-- EXERCISE MATERIALS --
• • • •

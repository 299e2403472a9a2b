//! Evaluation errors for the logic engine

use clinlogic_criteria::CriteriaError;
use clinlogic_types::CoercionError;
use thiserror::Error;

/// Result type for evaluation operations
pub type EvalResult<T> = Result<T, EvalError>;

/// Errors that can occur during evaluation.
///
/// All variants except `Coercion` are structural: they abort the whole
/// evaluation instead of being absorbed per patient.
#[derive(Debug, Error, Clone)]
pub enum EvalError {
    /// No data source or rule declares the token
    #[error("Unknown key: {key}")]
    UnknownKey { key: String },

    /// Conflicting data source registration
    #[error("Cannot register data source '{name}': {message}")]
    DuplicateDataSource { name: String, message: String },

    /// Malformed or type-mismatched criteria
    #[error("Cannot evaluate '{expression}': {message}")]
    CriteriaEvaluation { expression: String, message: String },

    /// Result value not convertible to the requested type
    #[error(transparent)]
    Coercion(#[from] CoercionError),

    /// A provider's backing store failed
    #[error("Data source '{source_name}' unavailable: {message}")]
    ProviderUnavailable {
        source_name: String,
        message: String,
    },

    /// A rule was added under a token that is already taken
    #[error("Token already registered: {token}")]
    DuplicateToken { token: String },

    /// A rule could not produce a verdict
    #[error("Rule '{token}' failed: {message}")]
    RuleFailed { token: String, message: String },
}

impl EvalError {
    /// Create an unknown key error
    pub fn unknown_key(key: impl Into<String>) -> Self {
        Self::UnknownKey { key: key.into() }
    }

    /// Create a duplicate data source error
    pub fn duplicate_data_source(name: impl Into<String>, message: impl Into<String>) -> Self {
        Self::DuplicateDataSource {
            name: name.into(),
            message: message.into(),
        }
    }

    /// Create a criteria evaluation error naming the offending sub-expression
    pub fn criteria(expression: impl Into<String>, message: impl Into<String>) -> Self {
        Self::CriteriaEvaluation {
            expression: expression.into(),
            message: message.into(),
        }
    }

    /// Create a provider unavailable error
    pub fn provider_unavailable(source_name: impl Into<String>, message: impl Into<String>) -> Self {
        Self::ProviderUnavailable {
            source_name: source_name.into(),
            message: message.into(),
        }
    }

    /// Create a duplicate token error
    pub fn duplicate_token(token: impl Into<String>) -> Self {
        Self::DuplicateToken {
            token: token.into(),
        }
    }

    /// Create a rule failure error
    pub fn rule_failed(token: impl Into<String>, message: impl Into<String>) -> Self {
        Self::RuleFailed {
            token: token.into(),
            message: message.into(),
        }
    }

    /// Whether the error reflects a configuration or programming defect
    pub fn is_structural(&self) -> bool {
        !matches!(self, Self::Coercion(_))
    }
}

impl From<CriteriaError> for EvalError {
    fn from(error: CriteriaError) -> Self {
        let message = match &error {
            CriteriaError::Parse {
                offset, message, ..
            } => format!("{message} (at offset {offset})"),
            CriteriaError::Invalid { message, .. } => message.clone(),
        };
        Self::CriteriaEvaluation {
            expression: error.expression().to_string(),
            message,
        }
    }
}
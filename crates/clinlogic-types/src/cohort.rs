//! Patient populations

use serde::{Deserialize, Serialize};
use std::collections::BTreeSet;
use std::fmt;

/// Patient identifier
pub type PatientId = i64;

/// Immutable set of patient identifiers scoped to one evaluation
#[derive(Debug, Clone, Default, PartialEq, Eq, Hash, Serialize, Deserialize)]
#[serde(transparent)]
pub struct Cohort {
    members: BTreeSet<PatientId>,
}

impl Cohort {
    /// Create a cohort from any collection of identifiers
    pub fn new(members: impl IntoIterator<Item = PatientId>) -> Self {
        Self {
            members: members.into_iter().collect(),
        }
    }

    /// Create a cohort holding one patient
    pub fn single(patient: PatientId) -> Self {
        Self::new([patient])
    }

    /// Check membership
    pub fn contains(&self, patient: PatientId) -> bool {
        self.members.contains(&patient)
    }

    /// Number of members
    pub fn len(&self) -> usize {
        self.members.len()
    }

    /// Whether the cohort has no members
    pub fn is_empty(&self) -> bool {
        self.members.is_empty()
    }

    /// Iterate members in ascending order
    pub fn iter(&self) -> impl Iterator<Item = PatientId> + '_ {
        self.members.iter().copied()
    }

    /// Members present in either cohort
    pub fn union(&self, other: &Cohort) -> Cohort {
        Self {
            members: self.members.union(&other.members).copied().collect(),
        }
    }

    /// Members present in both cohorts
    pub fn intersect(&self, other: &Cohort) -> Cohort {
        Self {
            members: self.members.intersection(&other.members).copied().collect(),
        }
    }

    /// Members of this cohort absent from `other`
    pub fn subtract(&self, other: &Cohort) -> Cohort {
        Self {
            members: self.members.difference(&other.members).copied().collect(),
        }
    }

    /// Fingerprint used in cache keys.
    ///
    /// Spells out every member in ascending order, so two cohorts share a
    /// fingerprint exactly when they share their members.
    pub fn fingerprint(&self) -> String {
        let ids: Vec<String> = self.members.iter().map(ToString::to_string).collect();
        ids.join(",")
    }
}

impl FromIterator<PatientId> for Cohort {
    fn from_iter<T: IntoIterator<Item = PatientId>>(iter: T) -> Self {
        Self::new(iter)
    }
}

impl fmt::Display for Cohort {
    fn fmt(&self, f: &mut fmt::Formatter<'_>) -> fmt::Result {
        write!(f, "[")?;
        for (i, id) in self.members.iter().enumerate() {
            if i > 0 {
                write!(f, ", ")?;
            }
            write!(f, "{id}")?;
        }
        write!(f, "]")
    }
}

• • • •

-- TASK BRIEF --
Could you copy the listing above word for word?

-- RESPONSE FOR THIS EXERCISE --
repository 299e2403472a9a2b
//! Evaluation errors for the logic engine

use clinlogic_criteria::CriteriaError;
use clinlogic_types::CoercionError;
use thiserror::Error;

/// Result type for evaluation operations
pub type EvalResult<T> = Result<T, EvalError>;

/// Errors that can occur during evaluation.
///
/// All variants except `Coercion` are structural: they abort the whole
/// evaluation instead of being absorbed per patient.
#[derive(Debug, Error, Clone)]
pub enum EvalError {
    /// No data source or rule declares the token
    #[error("Unknown key: {key}")]
    UnknownKey { key: String },

    /// Conflicting data source registration
    #[error("Cannot register data source '{name}': {message}")]
    DuplicateDataSource { name: String, message: String },

    /// Malformed or type-mismatched criteria
    #[error("Cannot evaluate '{expression}': {message}")]
    CriteriaEvaluation { expression: String, message: String },

    /// Result value not convertible to the requested type
    #[error(transparent)]
    Coercion(#[from] CoercionError),

    /// A provider's backing store failed
    #[error("Data source '{source_name}' unavailable: {message}")]
    ProviderUnavailable {
        source_name: String,
        message: String,
    },

    /// A rule was added under a token that is already taken
    #[error("Token already registered: {token}")]
    DuplicateToken { token: String },

    /// A rule could not produce a verdict
    #[error("Rule '{token}' failed: {message}")]
    RuleFailed { token: String, message: String },
}

impl EvalError {
    /// Create an unknown key error
    pub fn unknown_key(key: impl Into<String>) -> Self {
        Self::UnknownKey { key: key.into() }
    }

    /// Create a duplicate data source error
    pub fn duplicate_data_source(name: impl Into<String>, message: impl Into<String>) -> Self {
        Self::DuplicateDataSource {
            name: name.into(),
            message: message.into(),
        }
    }

    /// Create a criteria evaluation error naming the offending sub-expression
    pub fn criteria(expression: impl Into<String>, message: impl Into<String>) -> Self {
        Self::CriteriaEvaluation {
            expression: expression.into(),
            message: message.into(),
        }
    }

    /// Create a provider unavailable error
    pub fn provider_unavailable(source_name: impl Into<String>, message: impl Into<String>) -> Self {
        Self::ProviderUnavailable {
            source_name: source_name.into(),
            message: message.into(),
        }
    }

    /// Create a duplicate token error
    pub fn duplicate_token(token: impl Into<String>) -> Self {
        Self::DuplicateToken {
            token: token.into(),
        }
    }

    /// Create a rule failure error
    pub fn rule_failed(token: impl Into<String>, message: impl Into<String>) -> Self {
        Self::RuleFailed {
            token: token.into(),
            message: message.into(),
        }
    }

    /// Whether the error reflects a configuration or programming defect
    pub fn is_structural(&self) -> bool {
        !matches!(self, Self::Coercion(_))
    }
}

impl From<CriteriaError> for EvalError {
    fn from(error: CriteriaError) -> Self {
        let message = match &error {
            CriteriaError::Parse {
                offset, message, ..
            } => format!("{message} (at offset {offset})"),
            CriteriaError::Invalid { message, .. } => message.clone(),
        };
        Self::CriteriaEvaluation {
            expression: error.expression().to_string(),
            message,
        }
    }
}
filename crates/clinlogic-types/src/cohort.rs
//! Patient populations

use serde::{Deserialize, Serialize};
use std::collections::BTreeSet;
use std::fmt;

/// Patient identifier
pub type PatientId = i64;

/// Immutable set of patient identifiers scoped to one evaluation
#[derive(Debug, Clone, Default, PartialEq, Eq, Hash, Serialize, Deserialize)]
#[serde(transparent)]
pub struct Cohort {
    members: BTreeSet<PatientId>,
}

impl Cohort {
    /// Create a cohort from any collection of identifiers
    pub fn new(members: impl IntoIterator<Item = PatientId>) -> Self {
        Self {
            members: members.into_iter().collect(),
        }
    }

    /// Create a cohort holding one patient
    pub fn single(patient: PatientId) -> Self {
        Self::new([patient])
    }

    /// Check membership
    pub fn contains(&self, patient: PatientId) -> bool {
        self.members.contains(&patient)
    }

    /// Number of members
    pub fn len(&self) -> usize {
        self.members.len()
    }

    /// Whether the cohort has no members
    pub fn is_empty(&self) -> bool {
        self.members.is_empty()
    }

    /// Iterate members in ascending order
    pub fn iter(&self) -> impl Iterator<Item = PatientId> + '_ {
        self.members.iter().copied()
    }

    /// Members present in either cohort
    pub fn union(&self, other: &Cohort) -> Cohort {
        Self {
            members: self.members.union(&other.members).copied().collect(),
        }
    }

    /// Members present in both cohorts
    pub fn intersect(&self, other: &Cohort) -> Cohort {
        Self {
            members: self.members.intersection(&other.members).copied().collect(),
        }
    }

    /// Members of this cohort absent from `other`
    pub fn subtract(&self, other: &Cohort) -> Cohort {
        Self {
            members: self.members.difference(&other.members).copied().collect(),
        }
    }

    /// Fingerprint used in cache keys.
    ///
    /// Spells out every member in ascending order, so two cohorts share a
    /// fingerprint exactly when they share their members.
    pub fn fingerprint(&self) -> String {
        let ids: Vec<String> = self.members.iter().map(ToString::to_string).collect();
        ids.join(",")
    }
}

impl FromIterator<PatientId> for Cohort {
    fn from_iter<T: IntoIterator<Item = PatientId>>(iter: T) -> Self {
        Self::new(iter)
    }
}

impl fmt::Display for Cohort {
    fn fmt(&self, f: &mut fmt::Formatter<'_>) -> fmt::Result {
        write!(f, "[")?;
        for (i, id) in self.members.iter().enumerate() {
            if i > 0 {
                write!(f, ", ")?;
            }
            write!(f, "{id}")?;
        }
        write!(f, "]")
    }
}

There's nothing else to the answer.